● **WHAT IS NEEDED**: In full and word for word, restate the lines of the listing.

● **LISTED RECORDS**:
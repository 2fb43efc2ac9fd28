//! Place search entities

use serde::{Deserialize, Serialize};

use crate::value_objects::{ColorTag, DistanceUnit, GeoLocation, TransportMode};

/// Where a place result came from
#[derive(Debug, Clone, Copy, PartialEq, Eq, Hash, Serialize, Deserialize, Default)]
#[serde(rename_all = "snake_case")]
pub enum PlaceSource {
    /// Primary search backend
    #[default]
    Primary,
    /// Secondary geocoding backend
    Geocoder,
    /// Realtime push channel
    Realtime,
    /// Local simulated generator (no network)
    Simulated,
    /// Durable cache served while all backends were unreachable
    Offline,
}

/// A single place returned by a search
///
/// Results are immutable once produced; filtering and enrichment build new
/// values instead of mutating shared ones.
#[derive(Debug, Clone, PartialEq, Serialize, Deserialize)]
pub struct PlaceResult {
    /// Identifier, unique within one result set
    pub id: String,
    pub name: String,
    pub coordinates: GeoLocation,
    pub address: String,
    pub category: String,
    /// Distance from the search origin, when known
    pub distance_meters: Option<f64>,
    /// Travel time from the search origin, when known
    pub duration_seconds: Option<f64>,
    /// Mode `duration_seconds` was computed for
    pub transport_mode: Option<TransportMode>,
    pub color_tag: ColorTag,
    pub rating: Option<f32>,
    pub opening_hours: Option<String>,
    pub source: PlaceSource,
}

impl PlaceResult {
    /// Create a result with the color derived from its category
    #[must_use]
    pub fn new(
        id: impl Into<String>,
        name: impl Into<String>,
        coordinates: GeoLocation,
        category: impl Into<String>,
        source: PlaceSource,
    ) -> Self {
        let category = category.into();
        Self {
            id: id.into(),
            name: name.into(),
            coordinates,
            address: String::new(),
            color_tag: ColorTag::for_category(&category),
            category,
            distance_meters: None,
            duration_seconds: None,
            transport_mode: None,
            rating: None,
            opening_hours: None,
            source,
        }
    }

    /// Set the address
    #[must_use]
    pub fn with_address(mut self, address: impl Into<String>) -> Self {
        self.address = address.into();
        self
    }

    /// Set distance and duration as reported by a backend
    #[must_use]
    pub const fn with_travel(
        mut self,
        distance_meters: Option<f64>,
        duration_seconds: Option<f64>,
        mode: Option<TransportMode>,
    ) -> Self {
        self.distance_meters = distance_meters;
        self.duration_seconds = duration_seconds;
        self.transport_mode = mode;
        self
    }

    /// Re-tag the result with another source
    #[must_use]
    pub const fn with_source(mut self, source: PlaceSource) -> Self {
        self.source = source;
        self
    }

    /// True only for results from the local simulated generator
    #[must_use]
    pub const fn is_simulated(&self) -> bool {
        matches!(self.source, PlaceSource::Simulated)
    }

    /// Distance for sorting; unknown distances sort last
    #[must_use]
    pub fn sort_distance(&self) -> f64 {
        self.distance_meters.unwrap_or(f64::MAX)
    }
}

/// User-selected filters applied to a search
#[derive(Debug, Clone, PartialEq, Serialize, Deserialize)]
pub struct SearchFilters {
    /// Category to keep (case-insensitive exact or substring match)
    pub category: Option<String>,
    /// Maximum distance in `unit`
    pub radius: Option<f64>,
    pub unit: DistanceUnit,
    /// Maximum travel time in minutes for `transport_mode`
    pub max_duration_minutes: Option<u32>,
    pub transport_mode: TransportMode,
    /// Maximum number of results to return
    pub results_count: usize,
}

impl Default for SearchFilters {
    fn default() -> Self {
        Self {
            category: None,
            radius: None,
            unit: DistanceUnit::Kilometers,
            max_duration_minutes: None,
            transport_mode: TransportMode::Driving,
            results_count: 10,
        }
    }
}

impl SearchFilters {
    /// Radius converted to meters
    #[must_use]
    pub fn radius_meters(&self) -> Option<f64> {
        self.radius.map(|r| self.unit.to_meters(r))
    }

    /// Maximum duration converted to seconds
    #[must_use]
    pub fn max_duration_seconds(&self) -> Option<f64> {
        self.max_duration_minutes.map(|m| f64::from(m) * 60.0)
    }

    /// Whether a category matches this filter
    #[must_use]
    pub fn matches_category(&self, category: &str) -> bool {
        self.category.as_deref().is_none_or(|wanted| {
            let wanted = wanted.trim().to_lowercase();
            let actual = category.to_lowercase();
            wanted.is_empty() || actual == wanted || actual.contains(&wanted)
        })
    }

    /// Stable string form used inside cache keys
    #[must_use]
    pub fn key_fragment(&self) -> String {
        format!(
            "cat={}|r={}|u={}|d={}|m={}|n={}",
            self.category
                .as_deref()
                .map(str::to_lowercase)
                .unwrap_or_default(),
            self.radius.map(|r| format!("{r:.3}")).unwrap_or_default(),
            self.unit.label(),
            self.max_duration_minutes
                .map(|d| d.to_string())
                .unwrap_or_default(),
            self.transport_mode,
            self.results_count
        )
    }
}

● **OUTPUT BELOW**:
repository 2fb43efc2ac9fd28
//! Place search entities

use serde::{Deserialize, Serialize};

use crate::value_objects::{ColorTag, DistanceUnit, GeoLocation, TransportMode};

/// Where a place result came from
#[derive(Debug, Clone, Copy, PartialEq, Eq, Hash, Serialize, Deserialize, Default)]
#[serde(rename_all = "snake_case")]
pub enum PlaceSource {
    /// Primary search backend
    #[default]
    Primary,
    /// Secondary geocoding backend
    Geocoder,
    /// Realtime push channel
    Realtime,
    /// Local simulated generator (no network)
    Simulated,
    /// Durable cache served while all backends were unreachable
    Offline,
}

/// A single place returned by a search
///
/// Results are immutable once produced; filtering and enrichment build new
/// values instead of mutating shared ones.
#[derive(Debug, Clone, PartialEq, Serialize, Deserialize)]
pub struct PlaceResult {
    /// Identifier, unique within one result set
    pub id: String,
    pub name: String,
    pub coordinates: GeoLocation,
    pub address: String,
    pub category: String,
    /// Distance from the search origin, when known
    pub distance_meters: Option<f64>,
    /// Travel time from the search origin, when known
    pub duration_seconds: Option<f64>,
    /// Mode `duration_seconds` was computed for
    pub transport_mode: Option<TransportMode>,
    pub color_tag: ColorTag,
    pub rating: Option<f32>,
    pub opening_hours: Option<String>,
    pub source: PlaceSource,
}

impl PlaceResult {
    /// Create a result with the color derived from its category
    #[must_use]
    pub fn new(
        id: impl Into<String>,
        name: impl Into<String>,
        coordinates: GeoLocation,
        category: impl Into<String>,
        source: PlaceSource,
    ) -> Self {
        let category = category.into();
        Self {
            id: id.into(),
            name: name.into(),
            coordinates,
            address: String::new(),
            color_tag: ColorTag::for_category(&category),
            category,
            distance_meters: None,
            duration_seconds: None,
            transport_mode: None,
            rating: None,
            opening_hours: None,
            source,
        }
    }

    /// Set the address
    #[must_use]
    pub fn with_address(mut self, address: impl Into<String>) -> Self {
        self.address = address.into();
        self
    }

    /// Set distance and duration as reported by a backend
    #[must_use]
    pub const fn with_travel(
        mut self,
        distance_meters: Option<f64>,
        duration_seconds: Option<f64>,
        mode: Option<TransportMode>,
    ) -> Self {
        self.distance_meters = distance_meters;
        self.duration_seconds = duration_seconds;
        self.transport_mode = mode;
        self
    }

    /// Re-tag the result with another source
    #[must_use]
    pub const fn with_source(mut self, source: PlaceSource) -> Self {
        self.source = source;
        self
    }

    /// True only for results from the local simulated generator
    #[must_use]
    pub const fn is_simulated(&self) -> bool {
        matches!(self.source, PlaceSource::Simulated)
    }

    /// Distance for sorting; unknown distances sort last
    #[must_use]
    pub fn sort_distance(&self) -> f64 {
        self.distance_meters.unwrap_or(f64::MAX)
    }
}

/// User-selected filters applied to a search
#[derive(Debug, Clone, PartialEq, Serialize, Deserialize)]
pub struct SearchFilters {
    /// Category to keep (case-insensitive exact or substring match)
    pub category: Option<String>,
    /// Maximum distance in `unit`
    pub radius: Option<f64>,
    pub unit: DistanceUnit,
    /// Maximum travel time in minutes for `transport_mode`
    pub max_duration_minutes: Option<u32>,
    pub transport_mode: TransportMode,
    /// Maximum number of results to return
    pub results_count: usize,
}

impl Default for SearchFilters {
    fn default() -> Self {
        Self {
            category: None,
            radius: None,
            unit: DistanceUnit::Kilometers,
            max_duration_minutes: None,
            transport_mode: TransportMode::Driving,
            results_count: 10,
        }
    }
}

impl SearchFilters {
    /// Radius converted to meters
    #[must_use]
    pub fn radius_meters(&self) -> Option<f64> {
        self.radius.map(|r| self.unit.to_meters(r))
    }

    /// Maximum duration converted to seconds
    #[must_use]
    pub fn max_duration_seconds(&self) -> Option<f64> {
        self.max_duration_minutes.map(|m| f64::from(m) * 60.0)
    }

    /// Whether a category matches this filter
    #[must_use]
    pub fn matches_category(&self, category: &str) -> bool {
        self.category.as_deref().is_none_or(|wanted| {
            let wanted = wanted.trim().to_lowercase();
            let actual = category.to_lowercase();
            wanted.is_empty() || actual == wanted || actual.contains(&wanted)
        })
    }

    /// Stable string form used inside cache keys
    #[must_use]
    pub fn key_fragment(&self) -> String {
        format!(
            "cat={}|r={}|u={}|d={}|m={}|n={}",
            self.category
                .as_deref()
                .map(str::to_lowercase)
                .unwrap_or_default(),
            self.radius.map(|r| format!("{r:.3}")).unwrap_or_default(),
            self.unit.label(),
            self.max_duration_minutes
                .map(|d| d.to_string())
                .unwrap_or_default(),
            self.transport_mode,
            self.results_count
        )
    }
}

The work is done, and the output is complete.